Curiosity turns into business idea

Brahma3 founders wanted to see 3D printers, ended up building one

Bengaluru: “To see a digital file become an actual object is like witchcraft… it is magical!” says Nikhil Velpanur, co-founder of Brahma3. He is talking about 3D printers.

Nikhil and other co-founder Arvind Nadig had only heard about what 3D printers could do, and they wanted to see it for themselves. 3D printers are machines that allow you to make stuff yourself. It’s called ‘printing’ or ‘additive manufacturing’ because 3D printers make stuff by laying successive layers of material such as molten plastic into an object as per a design. “We wanted to buy a 3D printer, but there was none available in India.

Importing one would have cost us more than Rs 5 lakh. So, when we came across an open source community with schematics to build one, we ended up building one ourselves within a fortnight,” says Nikhil, a 30-year-old mechanical engineer, who thought going to university was a waste of time and began his first venture, a now defunct a “counter culture” campus magazine, as he puts it, even as a student at M.S. Ramaiah College.

But the prototype machine was not good enough for Nikhil and Arvind. They wanted to build the “world’s best” 3D printer, and they started to build one from scratch.

In five months, they had built the Brahma3 Anvil, which Nikhil claims is the world’s first 3D printer powered by the Android operating system, ensuring that the machine can be operated easily and independently, rather than being controlled from a computer. It was also the first commercial 3D printer built in India. “We wanted the printer to be independent of computers. The printer has a 7-inch touch-screen interface running on custom Android firmware,” Nikhil says.

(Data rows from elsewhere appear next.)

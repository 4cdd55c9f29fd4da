//! Type definitions for salontrack

mod error;
mod insights;
mod records;

pub use error::*;
pub use insights::*;
pub use records::*;

/// Store loading warning types
#[derive(Debug, Clone, PartialEq, Eq)]
pub enum StoreWarning {
    /// Failed to open or read the data file
    LoadFailed(String),
    /// Data file was corrupted (invalid JSON)
    Corrupted(String),
}

impl std::fmt::Display for StoreWarning {
    fn fmt(&self, f: &mut std::fmt::Formatter<'_>) -> std::fmt::Result {
        match self {
            Self::LoadFailed(msg) | Self::Corrupted(msg) => f.write_str(msg),
        }
    }
}
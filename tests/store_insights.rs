//! End-to-end checks over a realistic salon document

use std::path::PathBuf;

use chrono::NaiveDate;
use serde_json::json;
use tempfile::TempDir;

use salontrack::services::{available_categories, InsightsAggregator, RecordStore};
use salontrack::types::{CategoryFilter, ChartRow, Collection, InsightsQuery, Timeframe};

fn fixture_path() -> PathBuf {
    PathBuf::from(env!("CARGO_MANIFEST_DIR"))
        .join("tests")
        .join("fixtures")
        .join("salonData.json")
}

/// Copy the fixture so mutations never touch the checked-in file
fn fixture_store() -> (RecordStore, TempDir) {
    let temp_dir = TempDir::new().unwrap();
    let path = temp_dir.path().join("salonData.json");
    std::fs::copy(fixture_path(), &path).unwrap();
    (RecordStore::new(path), temp_dir)
}

fn reference() -> NaiveDate {
    NaiveDate::from_ymd_opt(2025, 11, 15).unwrap()
}

fn row(name: &str, count: u64, revenue: f64) -> ChartRow {
    ChartRow {
        name: name.to_string(),
        count,
        revenue,
    }
}

#[test]
fn test_snapshot_skips_unreadable_records() {
    let (store, _temp) = fixture_store();
    let snapshot = store.snapshot();

    assert!(snapshot.warning.is_none());
    assert_eq!(snapshot.staff.len(), 2);
    assert_eq!(snapshot.services.len(), 4);
    assert_eq!(snapshot.appointments.len(), 8);
    // staff #3 has a non-numeric rating, appointment #9 a negative price
    assert_eq!(snapshot.rejected, 2);
    assert_eq!(snapshot.services[1].price, Some(180.0));
}

#[test]
fn test_monthly_insights_over_fixture() {
    let (store, _temp) = fixture_store();
    let snapshot = store.snapshot();

    let report = InsightsAggregator::aggregate(
        &snapshot.appointments,
        &snapshot.services,
        &InsightsQuery::default(),
        reference(),
    );

    assert_eq!(
        report.rows,
        vec![
            row("Haircuts", 2, 90.0),
            row("Color", 1, 180.0),
            row("Uncategorized", 2, 125.0),
        ]
    );
    assert_eq!(report.diagnostics.malformed_dates, 1);
    assert_eq!(report.diagnostics.unmatched_services, 1);
    assert_eq!(report.diagnostics.invalid_prices, 0);
}

#[test]
fn test_yearly_category_filter_over_fixture() {
    let (store, _temp) = fixture_store();
    let snapshot = store.snapshot();
    let query = InsightsQuery {
        timeframe: Timeframe::Yearly,
        category: CategoryFilter::Only("Color".into()),
    };

    let report =
        InsightsAggregator::aggregate(&snapshot.appointments, &snapshot.services, &query, reference());

    assert_eq!(report.rows, vec![row("Color", 2, 265.0)]);
    assert_eq!(report.total_count(), 2);
}

#[test]
fn test_new_appointment_shows_up_in_insights() {
    let (store, _temp) = fixture_store();
    let created = store
        .create(
            Collection::Appointments,
            json!({"service": "balayage", "date": "2025-11-30", "price": 200}),
        )
        .unwrap();
    assert_eq!(created["id"], 10);

    let snapshot = store.snapshot();
    let report = InsightsAggregator::aggregate(
        &snapshot.appointments,
        &snapshot.services,
        &InsightsQuery::default(),
        reference(),
    );
    assert!(report.rows.contains(&row("Color", 2, 380.0)));
}

#[test]
fn test_writes_preserve_unknown_content() {
    let (store, _temp) = fixture_store();
    store
        .update(Collection::Services, 4, json!({"category": "Treatments"}))
        .unwrap();

    let raw: serde_json::Value =
        serde_json::from_str(&std::fs::read_to_string(store.path()).unwrap()).unwrap();
    assert_eq!(raw["settings"]["currency"], "USD");
    assert_eq!(raw["clients"][0]["name"], "Ana");
    // the unreadable staff row is kept verbatim
    assert_eq!(raw["staff"][2]["rating"], "excellent");
    assert_eq!(raw["services"][3]["category"], "Treatments");

    let categories = available_categories(&store.services().records);
    assert_eq!(categories.last().map(String::as_str), Some("Treatments"));
}

#[test]
fn test_clients_are_read_only() {
    let (store, _temp) = fixture_store();
    assert_eq!(store.list_raw(Collection::Clients).len(), 1);
    assert!(store
        .create(Collection::Clients, json!({"name": "Bea"}))
        .is_err());
}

The duo launched the Anvil in October 2013 and even showcased it at TechCrunch Disrupt in Berlin. Priced at Rs1 lakh each, Brahma3 is in the process of shipping its first batch of 100 machines.

With orders flowing in from architects and design firms, manufacturing units and even hospitals, Brahma3 now has a multidisciplinary team of 15, comprising mechanical, materials, aerospace and electronics engineers, among others. “We design, manufacture and assemble it ourselves. The future is 3D printing”, Nikhil says.